His coal-miner father left their Ozarks home when John was 6 months old. And, John would crisscross America many times before settling in Fresno nearly 50 years later and bringing our city a Triple-A baseball team, the Grizzlies, and leading the charge for beautiful Chukchansi Park.
Bill McEwen
Opinion
Carbray, who died Saturday after suffering from Alzheimer’s disease for several years, once told me that baseball “saved” him.
He loved playing the game and his coaches gave him the mentoring never provided by his absentee father after he and his mother, Helen Wells, moved to Southern California.
These humble upbringings might explain Carbray’s appreciation for the unseen heroes in sports — the groundskeepers, clubhouse attendants, and vendors he always greeted with a smile and a thank-you. Growing up poor also could be why he had a soft spot for kids and children’s nonprofits.
A Natural Born Promoter
But nothing explains his creativity and passion for promotion other than he was born with it.
“I think I can promote Russia. Yes, that’s right the country of Russia,” said Carbray, who at the time was general manager of the Washington Diplomats soccer team. “I think I can promote Frisbees, caterpillar races, you name it.”

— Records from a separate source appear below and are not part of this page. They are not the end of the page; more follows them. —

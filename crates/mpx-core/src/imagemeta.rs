// SPDX-License-Identifier: MIT OR Apache-2.0
//! Local image metadata probe.
//!
//! Reads just enough of the file header to recover dimensions and format for
//! PNG, JPEG, GIF, and WebP. Anything else still yields size and a `None`
//! format rather than an error; the probe is advisory.

use serde::{Deserialize, Serialize};
use std::io::Read;
use std::path::Path;

/// Locally probed image metadata stored alongside a history record.
#[derive(Debug, Clone, Default, PartialEq, Serialize, Deserialize)]
pub struct ImageMeta {
    /// Pixel width.
    #[serde(default, skip_serializing_if = "Option::is_none")]
    pub width: Option<u32>,
    /// Pixel height.
    #[serde(default, skip_serializing_if = "Option::is_none")]
    pub height: Option<u32>,
    /// Width divided by height.
    #[serde(default, skip_serializing_if = "Option::is_none")]
    pub aspect_ratio: Option<f64>,
    /// File size in bytes.
    #[serde(default, skip_serializing_if = "Option::is_none")]
    pub file_size: Option<u64>,
    /// Detected container format (`png`, `jpeg`, `gif`, `webp`).
    #[serde(default, skip_serializing_if = "Option::is_none")]
    pub format: Option<String>,
}

impl ImageMeta {
    fn with_dimensions(mut self, width: u32, height: u32, format: &str) -> Self {
        self.width = Some(width);
        self.height = Some(height);
        if height != 0 {
            self.aspect_ratio = Some(f64::from(width) / f64::from(height));
        }
        self.format = Some(format.to_string());
        self
    }
}

/// Probe a local file for dimensions, format, and size.
///
/// # Errors
///
/// Fails only when the file cannot be opened or read; an unrecognised format
/// is not an error.
pub fn probe_image_metadata(path: &Path) -> std::io::Result<ImageMeta> {
    let mut file = std::fs::File::open(path)?;
    let file_size = file.metadata()?.len();

    // 64 KiB covers every header layout we parse, including JPEGs with
    // moderate EXIF segments before the first SOF marker.
    let mut head = vec![0u8; 64 * 1024];
    let n = read_up_to(&mut file, &mut head)?;
    head.truncate(n);

    let meta = ImageMeta {
        file_size: Some(file_size),
        ..ImageMeta::default()
    };
    Ok(sniff_dimensions(&head, meta))
}

fn read_up_to(r: &mut impl Read, buf: &mut [u8]) -> std::io::Result<usize> {
    let mut filled = 0;
    while filled < buf.len() {
        match r.read(&mut buf[filled..])? {
            0 => break,
            n => filled += n,
        }
    }
    Ok(filled)
}

fn sniff_dimensions(head: &[u8], meta: ImageMeta) -> ImageMeta {
    if let Some((w, h)) = png_dimensions(head) {
        return meta.with_dimensions(w, h, "png");
    }
    if let Some((w, h)) = gif_dimensions(head) {
        return meta.with_dimensions(w, h, "gif");
    }
    if let Some((w, h)) = jpeg_dimensions(head) {
        return meta.with_dimensions(w, h, "jpeg");
    }
    if let Some((w, h)) = webp_dimensions(head) {
        return meta.with_dimensions(w, h, "webp");
    }
    meta
}

fn png_dimensions(b: &[u8]) -> Option<(u32, u32)> {
    const SIG: &[u8] = b"\x89PNG\r\n\x1a\n";
    if b.len() < 24 || !b.starts_with(SIG) || &b[12..16] != b"IHDR" {
        return None;
    }
    let w = u32::from_be_bytes([b[16], b[17], b[18], b[19]]);
    let h = u32::from_be_bytes([b[20], b[21], b[22], b[23]]);
    Some((w, h))
}

fn gif_dimensions(b: &[u8]) -> Option<(u32, u32)> {
    if b.len() < 10 || (!b.starts_with(b"GIF87a") && !b.starts_with(b"GIF89a")) {
        return None;
    }
    let w = u16::from_le_bytes([b[6], b[7]]);
    let h = u16::from_le_bytes([b[8], b[9]]);
    Some((u32::from(w), u32::from(h)))
}

fn jpeg_dimensions(b: &[u8]) -> Option<(u32, u32)> {
    if b.len() < 4 || b[0] != 0xFF || b[1] != 0xD8 {
        return None;
    }
    let mut i = 2;
    while i + 9 < b.len() {
        if b[i] != 0xFF {
            i += 1;
            continue;
        }
        let marker = b[i + 1];
        // SOF0..SOF15 except DHT (C4), JPG (C8), DAC (CC).
        let is_sof = (0xC0..=0xCF).contains(&marker)
            && marker != 0xC4
            && marker != 0xC8
            && marker != 0xCC;
        if is_sof {
            let h = u32::from(u16::from_be_bytes([b[i + 5], b[i + 6]]));
            let w = u32::from(u16::from_be_bytes([b[i + 7], b[i + 8]]));
            return Some((w, h));
        }
        let len = usize::from(u16::from_be_bytes([b[i + 2], b[i + 3]]));
        if len < 2 {
            return None;
        }
        i += 2 + len;
    }
    None
}

fn webp_dimensions(b: &[u8]) -> Option<(u32, u32)> {
    if b.len() < 30 || &b[0..4] != b"RIFF" || &b[8..12] != b"WEBP" {
        return None;
    }
    match &b[12..16] {
        b"VP8X" => {
            let w = 1 + u32::from_le_bytes([b[24], b[25], b[26], 0]);
            let h = 1 + u32::from_le_bytes([b[27], b[28], b[29], 0]);
            Some((w, h))
        }
        b"VP8 " => {
            let w = u32::from(u16::from_le_bytes([b[26], b[27]]) & 0x3FFF);
            let h = u32::from(u16::from_le_bytes([b[28], b[29]]) & 0x3FFF);
            Some((w, h))
        }
        b"VP8L" => {
            let bits = u32::from_le_bytes([b[21], b[22], b[23], b[24]]);
            let w = (bits & 0x3FFF) + 1;
            let h = ((bits >> 14) & 0x3FFF) + 1;
            Some((w, h))
        }
        _ => None,
    }
}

Carbray adroitly played to the media. But behind the outlandish quotes was a shrewd, innovative operator. He moved the Diplomats from a high school stadium in Virginia to RFK Stadium, where the Washington Redskins played. He shorted their name to Dips and painted different colors on the field’s penalty areas and goal boxes.
Carbray named Fresno’s team the Grizzlies — not Giants — because big-league operating agreements didn’t last forever. A minor-league team needed its own identity.
Hired to be Fired
In a career filled with executive of the year awards and league-leading attendance marks, Carbray also had disappointments and dismissals — including from the Grizzles.
Understand: No one hired Carbray because their team was a smash hit. He was the guy you needed to pull off the impossible.
“One time, Dad told me, ‘I’m getting fired and it’s going to be in the paper tomorrow,’ ” recalled his son Kyle. “Then he said, ‘If some of the kids bring it up at school, tell them if their dad got fired, it probably wouldn’t get in the paper.’ ”
Life With the Carbrays
Sports were a family affair for the Carbrays, as John assigned Kyle and his brother, David, various duties with his teams and promotions.
But one of John’s money-saving ideas was a loser.
“At Friday Night Boxing in Eugene (Oregon), instead of having a hot ring card girl, he put Dave up and all the guys booed,” Kyle said. “It was an interesting childhood, to say the least.”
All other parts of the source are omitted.